Gustave Choquet faisait régulièrement des balades pédestres dans le Valgaudemar où il avait une maison de campagne. « Ce n’est jamais pareil à qui sait regarder » disait-il.
Jean Saint Raymond, mathématicien lui aussi héritier de Choquet, m’a signalé un autre problème que posait le fondateur de la théorie des capacités : Un marin voit qu’il est à 1 mille d’une côte rectiligne lorsque tombe un brouillard épais qui lui cache la côte et lui en fait perdre la direction. Quel chemin doit-il prendre pour être sûr d’aborder la côte en parcourant la plus petite distance possible ? Une solution évidente est de parcourir un mille en ligne droite puis le cercle de rayon 1 mille centré autour de sa position initiale, mais ce n’est pas optimal : il existe un chemin de longueur inférieure à (1+2π) milles qui coupera sûrement la côte, quelle que soit la direction prise au départ…
J’en profite pour signaler un problème qui nous fait rester sur la mer, plus facile, qui peut se résoudre avec un petit bout de papier ou sur le sable comme Archimède. Quelle trajectoire doit suivre un bateau de vitesse constante pour que son sillage prenne d’un côté la forme d’un arc de cercle (et converge donc en un point où se produit une grosse vague) ?

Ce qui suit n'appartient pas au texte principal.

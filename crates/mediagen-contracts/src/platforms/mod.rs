use std::fmt;
use std::str::FromStr;

use serde::{Deserialize, Serialize};

use crate::errors::GenerationError;
use crate::models::ModelRegistry;

#[derive(Debug, Clone, Copy, PartialEq, Eq, Hash, PartialOrd, Ord, Serialize, Deserialize)]
#[serde(rename_all = "lowercase")]
pub enum PlatformId {
    Fal,
    Genbo,
    Replicate,
}

impl PlatformId {
    pub const ALL: [PlatformId; 3] = [PlatformId::Fal, PlatformId::Genbo, PlatformId::Replicate];

    pub fn as_str(&self) -> &'static str {
        match self {
            Self::Fal => "fal",
            Self::Genbo => "genbo",
            Self::Replicate => "replicate",
        }
    }
}

impl fmt::Display for PlatformId {
    fn fmt(&self, f: &mut fmt::Formatter<'_>) -> fmt::Result {
        f.write_str(self.as_str())
    }
}

impl FromStr for PlatformId {
    type Err = GenerationError;

    fn from_str(raw: &str) -> Result<Self, Self::Err> {
        let normalized = raw.trim().to_ascii_lowercase();
        PlatformId::ALL
            .into_iter()
            .find(|platform| platform.as_str() == normalized)
            .ok_or_else(|| GenerationError::UnknownPlatform(raw.trim().to_string()))
    }
}

/// How the platform expects the secret in the `Authorization` header.
#[derive(Debug, Clone, Copy, PartialEq, Eq)]
pub enum AuthScheme {
    Bearer,
    Key,
}

impl AuthScheme {
    pub fn header_value(&self, secret: &str) -> String {
        match self {
            Self::Bearer => format!("Bearer {secret}"),
            Self::Key => format!("Key {secret}"),
        }
    }
}

#[derive(Debug, Clone, PartialEq, Eq)]
pub struct CredentialRequirement {
    pub secret_field: &'static str,
    pub env_vars: &'static [&'static str],
}

#[derive(Debug, Clone)]
pub struct PlatformSpec {
    pub id: PlatformId,
    pub display_name: &'static str,
    pub auth: AuthScheme,
    pub credential: CredentialRequirement,
    pub models: ModelRegistry,
}

#[derive(Debug, Clone)]
pub struct PlatformRegistry {
    platforms: Vec<PlatformSpec>,
}

impl Default for PlatformRegistry {
    fn default() -> Self {
        Self::new(default_platforms())
    }
}

impl PlatformRegistry {
    pub fn new(platforms: Vec<PlatformSpec>) -> Self {
        Self { platforms }
    }

    pub fn get(&self, id: PlatformId) -> Option<&PlatformSpec> {
        self.platforms.iter().find(|platform| platform.id == id)
    }

    pub fn resolve(&self, raw: &str) -> Result<&PlatformSpec, GenerationError> {
        let id = raw.parse::<PlatformId>()?;
        self.get(id)
            .ok_or_else(|| GenerationError::UnknownPlatform(raw.trim().to_string()))
    }

    pub fn list(&self) -> Vec<String> {
        let mut names = self
            .platforms
            .iter()
            .map(|platform| platform.id.to_string())
            .collect::<Vec<String>>();
        names.sort();
        names
    }

    pub fn platforms(&self) -> &[PlatformSpec] {
        self.platforms.as_slice()
    }
}

fn default_platforms() -> Vec<PlatformSpec> {
    vec![
        PlatformSpec {
            id: PlatformId::Replicate,
            display_name: "Replicate",
            auth: AuthScheme::Bearer,
            credential: CredentialRequirement {
                secret_field: "api_key",
                env_vars: &["REPLICATE_API_TOKEN", "REPLICATE_API_KEY"],
            },
            models: ModelRegistry::for_platform(PlatformId::Replicate),
        },
        PlatformSpec {
            id: PlatformId::Fal,
            display_name: "fal.ai",
            auth: AuthScheme::Key,
            credential: CredentialRequirement {
                secret_field: "api_key",
                env_vars: &["FAL_KEY", "FAL_API_KEY"],
            },
            models: ModelRegistry::for_platform(PlatformId::Fal),
        },
        PlatformSpec {
            id: PlatformId::Genbo,
            display_name: "Genbo",
            auth: AuthScheme::Bearer,
            credential: CredentialRequirement {
                secret_field: "api_key",
                env_vars: &["GENBO_API_KEY", "GENBO_API_TOKEN"],
            },
            models: ModelRegistry::for_platform(PlatformId::Genbo),
        },
    ]
}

Gabriel Mokobodzki (1939-2007), encore un analyste du sillage de Choquet, était si inventif qu’il imaginait en permanence des dispositifs techniques (changements de vitesse continus, codage d’images, stabilisateurs, etc.) et s’en servait uniquement pour le plaisir de la conversation avec ses amis. De ces nombreuses idées, il n’a jamais rien publié ni breveté.
[1] Bochner S. The Role of Mathematics in the Rise of Science Princeton 1966.
[2] David Ruelle L’étrange beauté des mathématiques, Odile Jacob 2011.
[3] tiré de N. Bouleau Dialogues autour de la création mathématique, Spartacus-idh 2016.